Mahsa Alizadeh Shalchy (UC Riverside)
P300 Morphology and Behavioral Differences during Variations of N-back Task
Although working memory (WM) is part of many cognitive functions, its mechanism is still elusive. A popular way to assess WM function is using the N-Back task: subjects are asked to report whether the current stimulus matches one presented N stimuli earlier. While the basic structure of the N-back task is consistent across literature, the type of stimulus used and task features vary considerably in terms of duration, inter stimulus interval (ISI), feedback, and response contingencies.
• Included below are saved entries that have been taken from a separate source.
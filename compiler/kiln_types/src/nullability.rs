//! Nullability annotations on properties and their declaring contexts.

/// Declared nullability of a reference-typed property.
#[derive(Clone, Copy, Debug, Default, PartialEq, Eq, Hash)]
pub enum Nullability {
    /// No annotation.
    #[default]
    Oblivious,
    NotNullable,
    Nullable,
}

impl Nullability {
    /// Effective nullability: the property's own annotation wins over the
    /// declaring context's.
    #[must_use]
    pub fn or_context(self, context: Nullability) -> Nullability {
        match self {
            Nullability::Oblivious => context,
            annotated => annotated,
        }
    }

    #[inline]
    pub fn is_not_nullable(self) -> bool {
        matches!(self, Nullability::NotNullable)
    }
}
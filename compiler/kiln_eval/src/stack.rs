//! Stack growth and depth limits for nested member calls.
//!
//! A member body may call other members on the same or another instance,
//! each of which runs a fresh interpreter frame. `stacker` keeps deep but
//! finite call chains from overflowing the native stack; the depth counter
//! turns a member that calls itself forever into a fault instead of an
//! unbounded allocation.

use std::cell::Cell;

use kiln_ir::Fault;

/// Nested member calls allowed on one thread.
pub const MAX_CALL_DEPTH: usize = 10_000;

thread_local! {
    static CALL_DEPTH: Cell<usize> = const { Cell::new(0) };
}

/// Run `f` one call level deeper, faulting past [`MAX_CALL_DEPTH`].
pub fn with_call_depth<R>(
    member: &str,
    f: impl FnOnce() -> Result<R, Fault>,
) -> Result<R, Fault> {
    let depth = CALL_DEPTH.with(Cell::get);
    if depth >= MAX_CALL_DEPTH {
        return Err(Fault::internal(format!(
            "call depth limit ({MAX_CALL_DEPTH}) exceeded in `{member}`"
        )));
    }
    CALL_DEPTH.with(|d| d.set(depth + 1));
    let result = ensure_sufficient_stack(f);
    CALL_DEPTH.with(|d| d.set(depth));
    result
}

/// Ensure sufficient stack space is available before executing `f`.
#[inline]
#[cfg(not(target_arch = "wasm32"))]
pub fn ensure_sufficient_stack<R>(f: impl FnOnce() -> R) -> R {
    /// Minimum stack space to keep available (100KB red zone).
    const RED_ZONE: usize = 100 * 1024;

    /// Stack space to allocate when growing (1MB).
    const STACK_PER_RECURSION: usize = 1024 * 1024;

    stacker::maybe_grow(RED_ZONE, STACK_PER_RECURSION, f)
}

/// WASM version: call directly.
#[inline]
#[cfg(target_arch = "wasm32")]
pub fn ensure_sufficient_stack<R>(f: impl FnOnce() -> R) -> R {
    f()
}

#[cfg(test)]
mod tests {
    use super::*;

    #[test]
    fn depth_is_restored_after_call() {
        let before = CALL_DEPTH.with(Cell::get);
        let inner = with_call_depth("outer", || Ok(CALL_DEPTH.with(Cell::get))).unwrap();
        assert_eq!(inner, before + 1);
        assert_eq!(CALL_DEPTH.with(Cell::get), before);
    }

    #[test]
    fn runaway_recursion_faults() {
        fn recurse(n: usize) -> Result<usize, Fault> {
            with_call_depth("recurse", || recurse(n + 1))
        }
        let err = recurse(0).unwrap_err();
        assert!(err.to_string().contains("call depth limit"));
        assert_eq!(CALL_DEPTH.with(Cell::get), 0);
    }
}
Little is known about the effect of these variations on the neural and behavioral correlates of WM. To investigate the possible effect of these factors on the neural and behavioral outcomes, 9 healthy UCR undergraduates were recruited to perform different versions of the N-back task while simultaneously recording their EEGs: Three different experimental set-ups with distinct stimulus durations, ISI, feedback response contingencies, and three different stimuli types (colored circles, pictures, and syllables), crossed into nine different task/stimuli combinations. Preliminary results suggest that neural and behavioral data differ for different versions of the N-Back task. Within each set-up, task type seems to play an independent role in modulating the P300 event-related potential (ERP) component morphology, accuracy and reaction time (RT). These results show that care must be taken when comparing N-back study outcomes particularly when it comes to task paradigms.